MDO Meeting Netherlands: How to Prepare and What to Expect
An MDO — Multidisciplinair Overleg — is a multidisciplinary meeting in which the school's support team, relevant specialists, and parents come together to discuss a child's educational needs, review progress, and make decisions about interventions or placement. If your child is being assessed for additional support, moving toward a TLV application, or having their OPP reviewed, you may be invited to one.
For most expat parents, this meeting is the first real test of how Dutch special education advocacy works — and it operates on different rules than anything you have experienced in the US, UK, or Australia.
Who Is at an MDO
The composition of an MDO varies by school and stage, but typically includes:
- The Intern Begeleider (IB) — the school's internal support coordinator and your primary contact. The IB chairs most MDO meetings and manages the child's case.
- The classroom teacher — who provides first-hand observations of the child's daily functioning.
- An orthopedagoog (educational psychologist) — either linked to the school or provided by the Samenwerkingsverband (SWV). If formal assessments have been completed, the orthopedagoog will present findings.
- A SWV representative — sometimes present if the discussion involves a TLV application or significant funding decisions.
- In some cases, a youth care worker (jeugdzorgwerker) if the child also has an open Jeugd-GGZ file.
You — the parent — are part of this meeting, not an observer. Your input is expected and legally relevant, particularly in relation to the handelingsdeel (action plan) of the OPP.
What Gets Decided at an MDO
MDO meetings are used for several different purposes:
Initial assessment outcomes: If the school has completed its Zorgplicht investigation, the MDO is where the team presents its findings and proposed outcome — whether to support the child in mainstream school, refer to another school, or begin a TLV application.
OPP review: The annual review of the Ontwikkelingsperspectief — the child's developmental planning document — is often structured as an MDO. The uitstroomprofiel (academic trajectory prognosis) and handelingsdeel (action plan) are discussed and revised.

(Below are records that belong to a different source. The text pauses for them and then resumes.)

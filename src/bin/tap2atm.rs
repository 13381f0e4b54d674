/**************************************************************************
 *                                                                        *
 * Converters between Acorn Atom tape, disk and cassette-audio formats.   *
 *                                                                        *
 * Copyright (C) 2019 Simon M. Werner <simonwerner@gmail.com>             *
 *                                                                        *
 * This program is free software; you can redistribute it and/or modify   *
 * it under the terms of the GNU General Public License as published by   *
 * the Free Software Foundation, either version 3 of the License, or      *
 * (at your option) any later version.                                    *
 *                                                                        *
 * This program is distributed in the hope that it will be useful,        *
 * but WITHOUT ANY WARRANTY; without even the implied warranty of         *
 * MERCHANTABILITY or FITNESS FOR A PARTICULAR PURPOSE. See the           *
 * GNU General Public License for more details.                           *
 *                                                                        *
 * You should have received a copy of the GNU General Public License      *
 * along with this program. If not, see <http://www.gnu.org/licenses/>.   *
 *                                                                        *
 **************************************************************************/
//! `tap2atm input [mkdir] [detailed]`
//!
//! Splits a TAP archive into its constituent ATM-shaped records, one file
//! per record.

use std::fs;
use std::path::PathBuf;
use std::process::ExitCode;

use atom_tools::atm::{self, HeaderForm};
use atom_tools::cliutil::resolve_input_path;
use atom_tools::error::{AtomError, Result};
use atom_tools::nameconv::escape_control_chars;
use atom_tools::tap::split;
use clap::Parser;

#[derive(Parser)]
#[command(name = "tap2atm", about = "Split a TAP archive into ATM files")]
struct Args {
    input: String,

    /// Extract into a freshly created directory named after the input.
    #[arg(long)]
    mkdir: bool,

    /// Prefix each extracted filename with the source archive name and
    /// its index within it, instead of just the catalogue name.
    #[arg(long)]
    detailed: bool,
}

fn run(args: Args) -> Result<Vec<PathBuf>> {
    let input_path = resolve_input_path(&args.input, "tap");
    let bytes = fs::read(&input_path)
        .map_err(|_| AtomError::InputOpen(input_path.display().to_string()))?;
    let records = split(&bytes)?;

    let out_dir = if args.mkdir {
        let dir = input_path.with_extension("");
        fs::create_dir_all(&dir)
            .map_err(|_| AtomError::OutputOpen(dir.display().to_string()))?;
        dir
    } else {
        input_path.parent().map(PathBuf::from).unwrap_or_default()
    };

    let mut written = Vec::new();
    for (n, record) in records.into_iter().enumerate() {
        let name = escape_control_chars(&record.header.name());
        let dest_name = if args.detailed {
            format!("{}.{n}.{name}", args.input)
        } else {
            name.clone()
        };

        let out_bytes = atm::write(&record.header, &record.payload, HeaderForm::Small)?;
        let out_path = out_dir.join(format!("{dest_name}.atm"));
        fs::write(&out_path, out_bytes)
            .map_err(|_| AtomError::OutputOpen(out_path.display().to_string()))?;
        println!("wrote {dest_name} ({} bytes)", record.payload.len());
        written.push(out_path);
    }
    Ok(written)
}

fn main() -> ExitCode {
    env_logger::init();
    let args = Args::parse();
    match run(args) {
        Ok(written) => {
            println!("wrote {} file(s)", written.len());
            ExitCode::SUCCESS
        }
        Err(e) => {
            eprintln!("tap2atm: {e}");
            ExitCode::FAILURE
        }
    }
}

TLV preparation: If the school is applying for a TLV to move the child to an SBO or SO placement, the MDO is where the evidence base is discussed before the application goes to the SWV's advisory committee.
Crisis response: If a child's situation has deteriorated — school refusal, severe behavioral incidents, inability to participate in classroom activities — the MDO is the forum where emergency measures are considered.

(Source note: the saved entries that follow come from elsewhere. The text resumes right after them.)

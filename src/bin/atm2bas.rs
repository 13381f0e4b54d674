/**************************************************************************
 *                                                                        *
 * Converters between Acorn Atom tape, disk and cassette-audio formats.   *
 *                                                                        *
 * Copyright (C) 2019 Simon M. Werner <simonwerner@gmail.com>             *
 *                                                                        *
 * This program is free software; you can redistribute it and/or modify   *
 * it under the terms of the GNU General Public License as published by   *
 * the Free Software Foundation, either version 3 of the License, or      *
 * (at your option) any later version.                                    *
 *                                                                        *
 * This program is distributed in the hope that it will be useful,        *
 * but WITHOUT ANY WARRANTY; without even the implied warranty of         *
 * MERCHANTABILITY or FITNESS FOR A PARTICULAR PURPOSE. See the           *
 * GNU General Public License for more details.                           *
 *                                                                        *
 * You should have received a copy of the GNU General Public License      *
 * along with this program. If not, see <http://www.gnu.org/licenses/>.   *
 *                                                                        *
 **************************************************************************/
//! `atm2bas input [out=PATH] [nocheckex] [nodumpex]`
//!
//! Dumps an ATM-wrapped BASIC program as a plain-text listing.

use std::fmt::Write as _;
use std::fs;
use std::path::PathBuf;
use std::process::ExitCode;

use atom_tools::atm;
use atom_tools::basic::{atm_to_bas, looks_like_basic};
use atom_tools::cliutil::resolve_input_path;
use atom_tools::error::{AtomError, Result};
use clap::Parser;

#[derive(Parser)]
#[command(name = "atm2bas", about = "Dump an ATM BASIC program as text")]
struct Args {
    input: String,

    #[arg(long = "out")]
    out: Option<PathBuf>,

    /// Skip the BASIC execution-address sanity check.
    #[arg(long)]
    nocheckex: bool,

    /// Discard any bytes found trailing the BASIC program instead of
    /// appending them to the listing as a hex dump.
    #[arg(long)]
    nodumpex: bool,
}

/// Render trailing bytes the same way the original tool annotates them:
/// a `~~` marker line, then 16 hex-digit-pairs per `~~` line.
fn hex_dump(bytes: &[u8]) -> String {
    let mut out = String::from("~~ Extra bytes");
    for chunk in bytes.chunks(16) {
        out.push_str("\n~~");
        for b in chunk {
            let _ = write!(out, "{b:02X}");
        }
    }
    out.push('\n');
    out
}

fn run(args: Args) -> Result<PathBuf> {
    let input_path = resolve_input_path(&args.input, "atm");
    let bytes = fs::read(&input_path)
        .map_err(|_| AtomError::InputOpen(input_path.display().to_string()))?;
    let (header, payload, _form) = atm::read(&bytes)?;

    log::debug!("exec address was {:#06x}", header.exec);
    if !args.nocheckex && !looks_like_basic(header.exec) {
        return Err(AtomError::BadExecAddress(header.exec));
    }

    let (mut text, extra) = atm_to_bas(&payload)?;
    if !args.nodumpex && !extra.is_empty() {
        text.push_str(&hex_dump(&extra));
    }

    let out_path = args.out.unwrap_or_else(|| input_path.with_extension("bas"));
    fs::write(&out_path, text)
        .map_err(|_| AtomError::OutputOpen(out_path.display().to_string()))?;
    Ok(out_path)
}

fn main() -> ExitCode {
    env_logger::init();
    let args = Args::parse();
    match run(args) {
        Ok(out_path) => {
            println!("wrote {}", out_path.display());
            ExitCode::SUCCESS
        }
        Err(e) => {
            eprintln!("atm2bas: {e}");
            ExitCode::FAILURE
        }
    }
}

How to Prepare as an English-Speaking Parent
Get the agenda in advance. Ask the IB to send you the meeting agenda at least a week before. This gives you time to prepare questions and, if needed, arrange translation support.
Bring a support person. You are entitled to bring someone with you — a partner, a trusted community member, or an independent advocate. The presence of a second adult helps you track what is being said and ensures you do not feel outnumbered in a room of professionals.
Review the current OPP before the meeting. If this is a review meeting, re-read the handelingsdeel that you signed at the last review. Note which commitments have been met, which have not, and where you want to see changes. Bring notes.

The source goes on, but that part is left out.